Stefan Tilkov's Random Stuff

Google vs. Web Architecture

I’m really sad to see that Google continues its approach of tolerating — and thus, in my view, encouraging — when people build sites that break the Web’s architecture. First, we had this hashbang mess (tl;dr version: Ajax/JS-only sites suck, long version here), now the Google crawler will issue POST requests (no kidding).

Sure, there are worse things happening in the world, but from a REST perspective this is so utterly, totally wrong that it makes me really mad. A GET request is the only thing a crawler should ever issue if it intends to conform to the architecture of the Web, as these requests are safe. Issuing POSTs just because so many people don’t understand the distinction between GET and POST (or use crappy web frameworks that don’t) just means that even more people will do so. In the end, everyone will have to use heuristics to find out what can be called safely, and what can’t — effectively trading specified behavior for the typical kind of crap that you usually only get when something evolves without any architectural vision.

Google’s very core business was enabled by the Web’s architecture, now they’re slowly helping to ruin it.

“Do no evil” my ass.

Comments

On November 2, 2011 6:58 PM, Dong Liu said:

“The Web is more a social creation than a technical one.”

This robot POST abuse might force more people to read the specification and make their server conform to the standard and security requirements. Google robot offers a free test not only for GETs but also for POSTs now.

On November 2, 2011 7:27 PM, BrendelConsult Author Profile Page said:

I agree with Dong that a properly implemented API only allows POST requests by authorized users. However, Stefan’s point is valid: Even more people will now be inclined to use POST requests for the wrong reasons. “Not accessible to search engines” was at least one additional incentive for people to design their sites correctly. By removing this incentive, we will be stuck with badly designed sites/APIs for longer.

Or - even more likely - less people will be aware that there actually is a difference between GET and POST. There are enough people already who think that GET is just a ‘restricted version of POST’: An HTTP request that doesn’t allow you to send a message body. “Hey, POST is more flexible, since I can stuff in the URI as well as the message!” they think. “Let me just standardize on POST for everything and things will be easy!” they think. This sort of ignorance is now further promoted by Google’s official endorsement of this type of usage for POST.

On November 2, 2011 8:22 PM, Sergey Shishkin said:

Not to mention Google’s SPDY stateful protocol.

On November 3, 2011 1:20 AM, Kevin Reid said:

Note that this is not submitting POST forms, or following “links” built with POST — those will still not work with the Googlebot, or at least the article does not say it will.
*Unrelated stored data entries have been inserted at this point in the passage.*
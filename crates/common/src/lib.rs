//! Shared types for the easel scene graph, renderer and clock.
//!
//! # Invariants
//! - Everything here is plain data or a contract; no crate state lives here.
//! - Constant tags keep their numeric values so scene data stays portable.

pub mod commons;
pub mod paint;
pub mod types;

pub use paint::{FillStyle, ImageRef, PaintContext};
pub use types::{
    BASE_LAYER, GradientKind, NodeId, Repeat, ShapeKind, TransformOrigin, Vector2D,
};

pub fn crate_info() -> &'static str {
    "easel-common v0.1.0"
}
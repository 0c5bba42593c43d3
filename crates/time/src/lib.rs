//! Fixed-timestep clock: turns variable real frame times into a count of
//! constant-size simulation steps plus an interpolation fraction.
//!
//! # Invariants
//! - Simulation step size never depends on the real frame rate.
//! - At most [`MAX_UPDATES_PER_FRAME`] steps are handed out per frame; time
//!   beyond that is dropped, not queued.
//! - `update` never fails; it only reports whether a frame is ready.

mod clock;
mod manager;

pub use clock::{Clock, ManualClock, SystemClock};
pub use manager::{MAX_UPDATES_PER_FRAME, StepPlan, Tick, TimeConfig, TimeManager};

/// Errors from configuring the clock.
#[derive(Debug, thiserror::Error)]
pub enum TimeError {
    #[error("fps must be finite and positive, got {0}")]
    InvalidFps(f64),
    #[error("time scale must be finite and non-negative, got {0}")]
    InvalidTimeScale(f64),
}

pub fn crate_info() -> &'static str {
    "easel-time v0.1.0"
}
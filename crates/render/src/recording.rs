//! In-memory surface host that records every paint call.
//!
//! Stand-in for a real canvas backend: the CLI and the tests render into
//! recording surfaces and inspect the command log and the transform state.

use std::collections::{HashMap, HashSet};

use easel_common::{FillStyle, ImageRef, PaintContext};
use glam::{DAffine2, DVec2};

use crate::host::{HostError, ResourceLookup, SurfaceHost, SurfaceRequest};

/// One recorded paint call.
#[derive(Debug, Clone, PartialEq)]
pub enum PaintCommand {
    Save,
    Restore,
    Transform([f64; 6]),
    Rotate(f64),
    Translate(f64, f64),
    ClearRect(f64, f64, f64, f64),
    BeginPath,
    ClosePath,
    MoveTo(f64, f64),
    LineTo(f64, f64),
    Rect(f64, f64, f64, f64),
    Arc {
        x: f64,
        y: f64,
        radius: f64,
        start_angle: f64,
        end_angle: f64,
    },
    Fill,
    Stroke,
    StrokeRect(f64, f64, f64, f64),
    FillStyle(FillStyle),
    StrokeStyle(FillStyle),
    LineWidth(f64),
    LineDash(Vec<f64>),
    ImageSmoothing(bool),
    DrawImage {
        key: String,
        x: f64,
        y: f64,
        width: f64,
        height: f64,
    },
}

/// A surface that logs paint calls and tracks the current transform.
#[derive(Debug, Clone, Default)]
pub struct RecordingSurface {
    id: String,
    commands: Vec<PaintCommand>,
    matrix: DAffine2,
    stack: Vec<DAffine2>,
    smoothing: bool,
}

impl RecordingSurface {
    pub fn new(id: impl Into<String>) -> Self {
        Self {
            id: id.into(),
            ..Self::default()
        }
    }

    pub fn id(&self) -> &str {
        &self.id
    }

    pub fn commands(&self) -> &[PaintCommand] {
        &self.commands
    }

    /// Drain the log, keeping the transform state.
    pub fn take_commands(&mut self) -> Vec<PaintCommand> {
        std::mem::take(&mut self.commands)
    }

    pub fn count(&self, wanted: &PaintCommand) -> usize {
        self.commands.iter().filter(|c| *c == wanted).count()
    }

    /// Number of `save` calls not yet matched by a `restore`.
    pub fn save_depth(&self) -> usize {
        self.stack.len()
    }

    pub fn current_transform(&self) -> DAffine2 {
        self.matrix
    }

    pub fn image_smoothing(&self) -> bool {
        self.smoothing
    }

    fn record(&mut self, command: PaintCommand) {
        self.commands.push(command);
    }
}

impl PaintContext for RecordingSurface {
    fn save(&mut self) {
        self.stack.push(self.matrix);
        self.record(PaintCommand::Save);
    }

    fn restore(&mut self) {
        // Unbalanced restores are ignored, as on a canvas.
        if let Some(matrix) = self.stack.pop() {
            self.matrix = matrix;
        }
        self.record(PaintCommand::Restore);
    }

    fn transform(&mut self, a: f64, b: f64, c: f64, d: f64, e: f64, f: f64) {
        self.matrix = self.matrix * DAffine2::from_cols_array(&[a, b, c, d, e, f]);
        self.record(PaintCommand::Transform([a, b, c, d, e, f]));
    }

    fn rotate(&mut self, radians: f64) {
        self.matrix = self.matrix * DAffine2::from_angle(radians);
        self.record(PaintCommand::Rotate(radians));
    }

    fn translate(&mut self, x: f64, y: f64) {
        self.matrix = self.matrix * DAffine2::from_translation(DVec2::new(x, y));
        self.record(PaintCommand::Translate(x, y));
    }

    fn clear_rect(&mut self, x: f64, y: f64, width: f64, height: f64) {
        self.record(PaintCommand::ClearRect(x, y, width, height));
    }

    fn begin_path(&mut self) {
        self.record(PaintCommand::BeginPath);
    }

    fn close_path(&mut self) {
        self.record(PaintCommand::ClosePath);
    }

    fn move_to(&mut self, x: f64, y: f64) {
        self.record(PaintCommand::MoveTo(x, y));
    }

    fn line_to(&mut self, x: f64, y: f64) {
        self.record(PaintCommand::LineTo(x, y));
    }

    fn rect(&mut self, x: f64, y: f64, width: f64, height: f64) {
        self.record(PaintCommand::Rect(x, y, width, height));
    }

    fn arc(&mut self, x: f64, y: f64, radius: f64, start_angle: f64, end_angle: f64) {
        self.record(PaintCommand::Arc {
            x,
            y,
            radius,
            start_angle,
            end_angle,
        });
    }

    fn fill(&mut self) {
        self.record(PaintCommand::Fill);
    }

    fn stroke(&mut self) {
        self.record(PaintCommand::Stroke);
    }

    fn stroke_rect(&mut self, x: f64, y: f64, width: f64, height: f64) {
        self.record(PaintCommand::StrokeRect(x, y, width, height));
    }

    fn set_fill_style(&mut self, style: FillStyle) {
        self.record(PaintCommand::FillStyle(style));
    }

    fn set_stroke_style(&mut self, style: FillStyle) {
        self.record(PaintCommand::StrokeStyle(style));
    }

    fn set_line_width(&mut self, width: f64) {
        self.record(PaintCommand::LineWidth(width));
    }

    fn set_line_dash(&mut self, segments: &[f64]) {
        self.record(PaintCommand::LineDash(segments.to_vec()));
    }

    fn set_image_smoothing(&mut self, enabled: bool) {
        self.smoothing = enabled;
        self.record(PaintCommand::ImageSmoothing(enabled));
    }

    fn draw_image(&mut self, image: &ImageRef, x: f64, y: f64, width: f64, height: f64) {
        self.record(PaintCommand::DrawImage {
            key: image.key.clone(),
            x,
            y,
            width,
            height,
        });
    }
}

/// Surface host producing [`RecordingSurface`]s.
#[derive(Debug, Default)]
pub struct RecordingHost {
    requests: Vec<SurfaceRequest>,
    failing_layers: HashSet<String>,
    detached: bool,
}

impl RecordingHost {
    pub fn new() -> Self {
        Self::default()
    }

    /// Make surface creation fail for `layer`.
    pub fn fail_on(mut self, layer: impl Into<String>) -> Self {
        self.failing_layers.insert(layer.into());
        self
    }

    /// A host with no painting area; every request fails.
    pub fn detached() -> Self {
        Self {
            detached: true,
            ..Self::default()
        }
    }

    /// Every request that produced a surface, in order.
    pub fn requests(&self) -> &[SurfaceRequest] {
        &self.requests
    }
}

impl SurfaceHost for RecordingHost {
    type Surface = RecordingSurface;

    fn create_surface(&mut self, request: &SurfaceRequest) -> Result<RecordingSurface, HostError> {
        if self.detached {
            return Err(HostError::NoPaintingArea);
        }
        if self.failing_layers.contains(&request.layer) {
            return Err(HostError::Backend(format!(
                "refusing to create {}",
                request.id
            )));
        }
        self.requests.push(request.clone());
        Ok(RecordingSurface::new(request.id.clone()))
    }
}

/// Resource table backed by a map of image handles.
#[derive(Debug, Clone, Default)]
pub struct MemoryResources {
    images: HashMap<String, ImageRef>,
}

impl MemoryResources {
    pub fn new() -> Self {
        Self::default()
    }

    pub fn insert(&mut self, key: impl Into<String>, width: u32, height: u32) {
        let key = key.into();
        self.images.insert(
            key.clone(),
            ImageRef {
                key,
                width,
                height,
            },
        );
    }

    pub fn len(&self) -> usize {
        self.images.len()
    }

    pub fn is_empty(&self) -> bool {
        self.images.is_empty()
    }
}

impl ResourceLookup for MemoryResources {
    fn get(&self, key: &str) -> Option<ImageRef> {
        self.images.get(key).cloned()
    }
}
This is doing POSTs that, if the page were opened in an actual browser, would be done unconditionally on page load without any user input. It seems a reasonable position to me that those pages have effectively published a machine-readable statement that those POSTs have “safe” semantics.

(Disclosure: I have been a Google employee (but not working on search).)

On November 3, 2011 4:42 AM, Viswanath Durbha Author Profile Page said:

I agree that we should encourage web developers to follow the RESTful architecture constraints for a better web. But these constraints are unfortunately self-imposed and cannot be forced upon. It reminds me of this paragraph from Roy Fielding in his blog.

“REST constraints do not constrain Web architecture — they constrain RESTful architectures (including those found within the Web architecture) that voluntarily wish to be so constrained. HTTP/1.1 was designed to enable and improve RESTful architectures, just as REST was designed to reflect and explain all of the best things about Web architecture. That does not mean that HTTP/1.1 is constrained to a single style; it means those other styles are not part of the design (i.e., we don’t care if future changes to HTTP will cause them to break). Only some of the architectures found on the Web are RESTful, but that doesn’t change the fact that RESTful architectures do work better on the Web than any other known styles. They work better because REST induces the architectural properties that the Web needs most — reusability, anarchic scalability, evolvability, and synergistic growth — and thus the Web architecture has been updated over time to promote RESTful styles over all others, by design.”

The blog I’m referring to is titled “On software architecture” ( http://roy.gbiv.com/untangled/2008/on-software-architecture )

I don’t think Google is doing the right thing here. But the real problem needs to be addressed at the web development side. I’m not too sure if the technical merits of following REST constraints alone would encourage developers to adopt them. If not, then I’m not really sure how it can be communicated effectively.